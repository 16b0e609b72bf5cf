pub mod metrics;

pub use self::metrics::metrics_middleware;
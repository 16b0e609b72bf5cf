pub mod health;
pub mod items;
pub mod metrics;

pub use health::health_check;
pub use items::{create_item, list_items};
pub use self::metrics::metrics_endpoint;
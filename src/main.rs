use item_service::config::ItemConfig;
use item_service::observability::init_tracing;
use item_service::services::init_metrics;
use item_service::startup::Application;
use tokio::signal;

async fn shutdown_signal() {
    let ctrl_c = async {
        signal::ctrl_c()
            .await
            .expect("Failed to install Ctrl+C handler");
    };

    #[cfg(unix)]
    let terminate = async {
        signal::unix::signal(signal::unix::SignalKind::terminate())
            .expect("Failed to install SIGTERM handler")
            .recv()
            .await;
    };

    #[cfg(not(unix))]
    let terminate = std::future::pending::<()>();

    tokio::select! {
        _ = ctrl_c => {},
        _ = terminate => {},
    }

    tracing::info!("Shutdown signal received");
}

#[tokio::main]
async fn main() -> std::io::Result<()> {
    // Metrics recorder must be installed before any metrics are recorded
    init_metrics();

    init_tracing("info");

    let config = ItemConfig::load().map_err(|e| {
        tracing::error!("Failed to load configuration: {}", e);
        std::io::Error::other(format!("Configuration error: {}", e))
    })?;

    let app = Application::build(config).await.map_err(|e| {
        tracing::error!("Failed to build application: {}", e);
        std::io::Error::other(format!("Startup error: {}", e))
    })?;

    tokio::select! {
        result = app.run_until_stopped() => {
            if let Err(e) = result {
                tracing::error!("Server error: {}", e);
                return Err(e);
            }
        }
        _ = shutdown_signal() => {}
    }

    Ok(())
}
use axum::{response::IntoResponse, Json};
use serde_json::json;

/// Liveness probe. Always succeeds while the process is running; does not
/// touch storage.
pub async fn health_check() -> impl IntoResponse {
    Json(json!({ "status": "ok" }))
}
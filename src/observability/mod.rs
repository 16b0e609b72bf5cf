use tracing_subscriber::{layer::SubscriberExt, util::SubscriberInitExt};

/// Install the global tracing subscriber: `RUST_LOG`-style env filter with a
/// JSON fmt layer carrying file/line info.
pub fn init_tracing(log_level: &str) {
    let env_filter = tracing_subscriber::EnvFilter::try_from_default_env()
        .unwrap_or_else(|_| tracing_subscriber::EnvFilter::new(log_level));

    tracing_subscriber::registry()
        .with(env_filter)
        .with(
            tracing_subscriber::fmt::layer()
                .with_file(true)
                .with_line_number(true)
                .json()
                .flatten_event(true),
        )
        .init();
}
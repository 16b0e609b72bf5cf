//! Metrics collection and Prometheus export.
//!
//! Initializes the metrics exporter and backs the /metrics endpoint handler.

use metrics_exporter_prometheus::{PrometheusBuilder, PrometheusHandle};
use std::sync::OnceLock;

/// Global handle to the Prometheus recorder.
pub static METRICS_HANDLE: OnceLock<PrometheusHandle> = OnceLock::new();

/// Initialize the metrics recorder.
///
/// This must be called once at startup before any metrics are recorded.
/// Panics if called more than once.
pub fn init_metrics() {
    let builder = PrometheusBuilder::new();
    let handle = builder
        .install_recorder()
        .expect("failed to install Prometheus recorder");

    if METRICS_HANDLE.set(handle).is_err() {
        panic!("failed to set metrics handle: already initialized");
    }
}

/// Get the current metrics in Prometheus text format.
pub fn get_metrics() -> String {
    METRICS_HANDLE
        .get()
        .map(|handle| handle.render())
        .unwrap_or_else(|| "# Metrics recorder not initialized".to_string())
}
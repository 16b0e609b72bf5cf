pub mod database;
pub mod metrics;

pub use database::MongoDb;
pub use self::metrics::{get_metrics, init_metrics};
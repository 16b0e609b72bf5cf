use crate::services::get_metrics;
use axum::{http::StatusCode, response::IntoResponse};

/// Prometheus scrape endpoint.
pub async fn metrics_endpoint() -> impl IntoResponse {
    (
        StatusCode::OK,
        [("content-type", "text/plain; charset=utf-8")],
        get_metrics(),
    )
}
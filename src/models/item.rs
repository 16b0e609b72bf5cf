use serde::{Deserialize, Serialize};

/// An item in the `items` collection.
///
/// MongoDB assigns an internal `_id` on insert; it is never exposed to
/// clients and reads exclude it by projection.
#[derive(Debug, Clone, Serialize, Deserialize)]
pub struct Item {
    pub name: String,
}
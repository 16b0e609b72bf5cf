use crate::dtos::{CreateItemRequest, ItemResponse};
use crate::error::AppError;
use crate::models::Item;
use crate::startup::AppState;
use axum::{
    extract::{rejection::JsonRejection, State},
    http::StatusCode,
    Json,
};
use futures::stream::TryStreamExt;
use mongodb::bson::doc;
use mongodb::options::FindOptions;

/// List every item, excluding the storage-assigned `_id` field.
pub async fn list_items(
    State(state): State<AppState>,
) -> Result<Json<Vec<ItemResponse>>, AppError> {
    let find_options = FindOptions::builder()
        .projection(doc! { "_id": 0 })
        .build();

    let mut cursor = state
        .db
        .items()
        .find(doc! {}, find_options)
        .await
        .map_err(|e| {
            tracing::error!("Failed to query items collection: {}", e);
            AppError::from(e)
        })?;

    let mut items = Vec::new();
    while let Some(item) = cursor.try_next().await.map_err(AppError::from)? {
        items.push(ItemResponse::from(item));
    }

    Ok(Json(items))
}

/// Create an item. The body must be JSON with a non-empty `name`; anything
/// else gets the single client error this service produces. An empty string
/// counts as absent.
pub async fn create_item(
    State(state): State<AppState>,
    payload: Result<Json<CreateItemRequest>, JsonRejection>,
) -> Result<(StatusCode, Json<ItemResponse>), AppError> {
    let name = payload
        .ok()
        .and_then(|Json(req)| req.name)
        .filter(|name| !name.is_empty())
        .ok_or_else(|| AppError::BadRequest(anyhow::anyhow!("name required")))?;

    let item = Item { name };

    state.db.items().insert_one(&item, None).await.map_err(|e| {
        tracing::error!("Failed to insert item into database: {}", e);
        AppError::from(e)
    })?;

    metrics::counter!("items_created_total").increment(1);
    tracing::info!(name = %item.name, "Item created");

    Ok((StatusCode::CREATED, Json(ItemResponse::from(item))))
}
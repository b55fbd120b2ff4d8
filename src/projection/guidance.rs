//! Qualitative guidance derived from the drawdown projection

use serde::Serialize;

use super::{DrawdownRow, GUIDANCE_COMFORT_BALANCE, GUIDANCE_REFERENCE_AGE};

/// Coarse outlook label
#[derive(Debug, Clone, Copy, PartialEq, Eq, Serialize)]
#[serde(rename_all = "lowercase")]
pub enum Guidance {
    /// Comfortable balance remains at the reference age
    Good,
    /// Funds last to the reference age but the balance is low
    Warning,
    /// Funds run out before the reference age
    Alert,
}

impl Guidance {
    /// Classify a drawdown sequence by its balance at the reference age
    pub fn classify(drawdown: &[DrawdownRow]) -> Self {
        match drawdown.iter().find(|row| row.age == GUIDANCE_REFERENCE_AGE) {
            None => Guidance::Alert,
            Some(row) if row.balance_at_start > GUIDANCE_COMFORT_BALANCE => Guidance::Good,
            Some(_) => Guidance::Warning,
        }
    }

    pub fn label(&self) -> &'static str {
        match self {
            Guidance::Good => "good",
            Guidance::Warning => "warning",
            Guidance::Alert => "alert",
        }
    }

    /// Message shown under the results
    pub fn message(&self) -> &'static str {
        match self {
            Guidance::Good => {
                "Your projected fund still holds a healthy balance at age 85. \
                 You are on track for a sustainable retirement income."
            }
            Guidance::Warning => {
                "Your fund is projected to last until age 85, but with a low remaining balance. \
                 Consider increasing contributions or retiring later."
            }
            Guidance::Alert => {
                "Your fund is projected to run out before age 85. \
                 Review your contributions, investment choice or retirement age."
            }
        }
    }
}

impl std::fmt::Display for Guidance {
    fn fmt(&self, f: &mut std::fmt::Formatter<'_>) -> std::fmt::Result {
        f.write_str(self.label())
    }
}

#[cfg(test)]
mod tests {
    use super::*;

    fn row(age: u32, balance: f64) -> DrawdownRow {
        DrawdownRow {
            calendar_year: 2025 + age as i32,
            age,
            balance_at_start: balance,
            percentage: 0.05,
            effective_minimum: 0.0,
            amount_withdrawn: balance * 0.05,
            growth: 0.0,
            used_minimum: false,
            lump_sum_notice: false,
        }
    }

    #[test]
    fn test_classification() {
        assert_eq!(Guidance::classify(&[row(84, 70_000.0), row(85, 60_000.0)]), Guidance::Good);
        assert_eq!(Guidance::classify(&[row(85, 10_000.0)]), Guidance::Warning);
        assert_eq!(Guidance::classify(&[row(80, 90_000.0), row(84, 60_000.0)]), Guidance::Alert);
        assert_eq!(Guidance::classify(&[]), Guidance::Alert);
    }

    #[test]
    fn test_threshold_is_exclusive() {
        assert_eq!(Guidance::classify(&[row(85, 50_000.0)]), Guidance::Warning);
        assert_eq!(Guidance::classify(&[row(85, 50_000.01)]), Guidance::Good);
    }

    #[test]
    fn test_labels() {
        assert_eq!(Guidance::Alert.to_string(), "alert");
        assert!(Guidance::Warning.message().contains("age 85"));
    }
}
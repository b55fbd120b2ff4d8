//! Simulation inputs and form-boundary validation

mod data;
pub mod params;

pub use data::{SimulationInput, MIN_RETIREMENT_AGE, MAX_RETIREMENT_AGE, DEFAULT_LIFE_EXPECTANCY};
pub use params::{FormParams, DEFAULT_ROI_PERCENT};
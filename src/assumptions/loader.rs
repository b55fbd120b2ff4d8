//! CSV loading for the drawdown rule table and ROI option table
//!
//! Drawdown table columns: `age,percentage,minimum`
//! ROI table columns: `description,five_year,ten_year`

use std::fs::File;
use std::io::Read;
use std::path::{Path, PathBuf};

use serde::Deserialize;

use super::{DrawdownRule, DrawdownTable, RoiOption, RoiTable};
use crate::error::TableError;

/// Drawdown table shipped with the crate
pub const DEFAULT_DRAWDOWN_TABLE: &str = concat!(env!("CARGO_MANIFEST_DIR"), "/data/drawdown.csv");

/// ROI option table shipped with the crate
pub const DEFAULT_ROI_TABLE: &str = concat!(env!("CARGO_MANIFEST_DIR"), "/data/roi.csv");

#[derive(Debug, Deserialize)]
struct DrawdownRecord {
    age: u32,
    percentage: f64,
    minimum: f64,
}

#[derive(Debug, Deserialize)]
struct RoiRecord {
    description: String,
    five_year: f64,
    ten_year: f64,
}

fn csv_reader<R: Read>(reader: R) -> csv::Reader<R> {
    csv::ReaderBuilder::new()
        .trim(csv::Trim::All)
        .comment(Some(b'#'))
        .from_reader(reader)
}

fn open(path: &Path) -> Result<File, TableError> {
    File::open(path).map_err(|source| TableError::Io { path: PathBuf::from(path), source })
}

/// Load drawdown rules from any CSV reader
pub fn load_drawdown_table_from_reader<R: Read>(reader: R) -> Result<DrawdownTable, TableError> {
    let mut rules = Vec::new();
    for record in csv_reader(reader).deserialize() {
        let record: DrawdownRecord = record?;
        rules.push((record.age, DrawdownRule::new(record.percentage, record.minimum)));
    }
    DrawdownTable::from_rules(rules)
}

/// Load drawdown rules from a CSV file
pub fn load_drawdown_table(path: impl AsRef<Path>) -> Result<DrawdownTable, TableError> {
    let path = path.as_ref();
    let table = load_drawdown_table_from_reader(open(path)?)?;
    if let Some((first, last)) = table.age_range() {
        log::info!(
            "Loaded {} drawdown rules (ages {}-{}) from {}",
            table.len(), first, last, path.display()
        );
    }
    Ok(table)
}

/// Load the drawdown table shipped in `data/`
pub fn load_default_drawdown_table() -> Result<DrawdownTable, TableError> {
    load_drawdown_table(DEFAULT_DRAWDOWN_TABLE)
}

/// Load ROI options from any CSV reader
pub fn load_roi_table_from_reader<R: Read>(reader: R) -> Result<RoiTable, TableError> {
    let mut options = Vec::new();
    for record in csv_reader(reader).deserialize() {
        let record: RoiRecord = record?;
        options.push(RoiOption {
            description: record.description,
            five_year_rate: record.five_year,
            ten_year_rate: record.ten_year,
        });
    }
    RoiTable::from_options(options)
}

/// Load ROI options from a CSV file
pub fn load_roi_table(path: impl AsRef<Path>) -> Result<RoiTable, TableError> {
    let path = path.as_ref();
    let table = load_roi_table_from_reader(open(path)?)?;
    log::info!("Loaded {} ROI options from {}", table.len(), path.display());
    Ok(table)
}

/// Load the ROI table shipped in `data/`
pub fn load_default_roi_table() -> Result<RoiTable, TableError> {
    load_roi_table(DEFAULT_ROI_TABLE)
}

## Brief
Show every line in the entries where the string "Alert" occurs.

## Written response
    Alert,
            None => Guidance::Alert,
            Guidance::Alert => "alert",
            Guidance::Alert => {
        assert_eq!(Guidance::classify(&[row(80, 90_000.0), row(84, 60_000.0)]), Guidance::Alert);
        assert_eq!(Guidance::classify(&[]), Guidance::Alert);
        assert_eq!(Guidance::Alert.to_string(), "alert");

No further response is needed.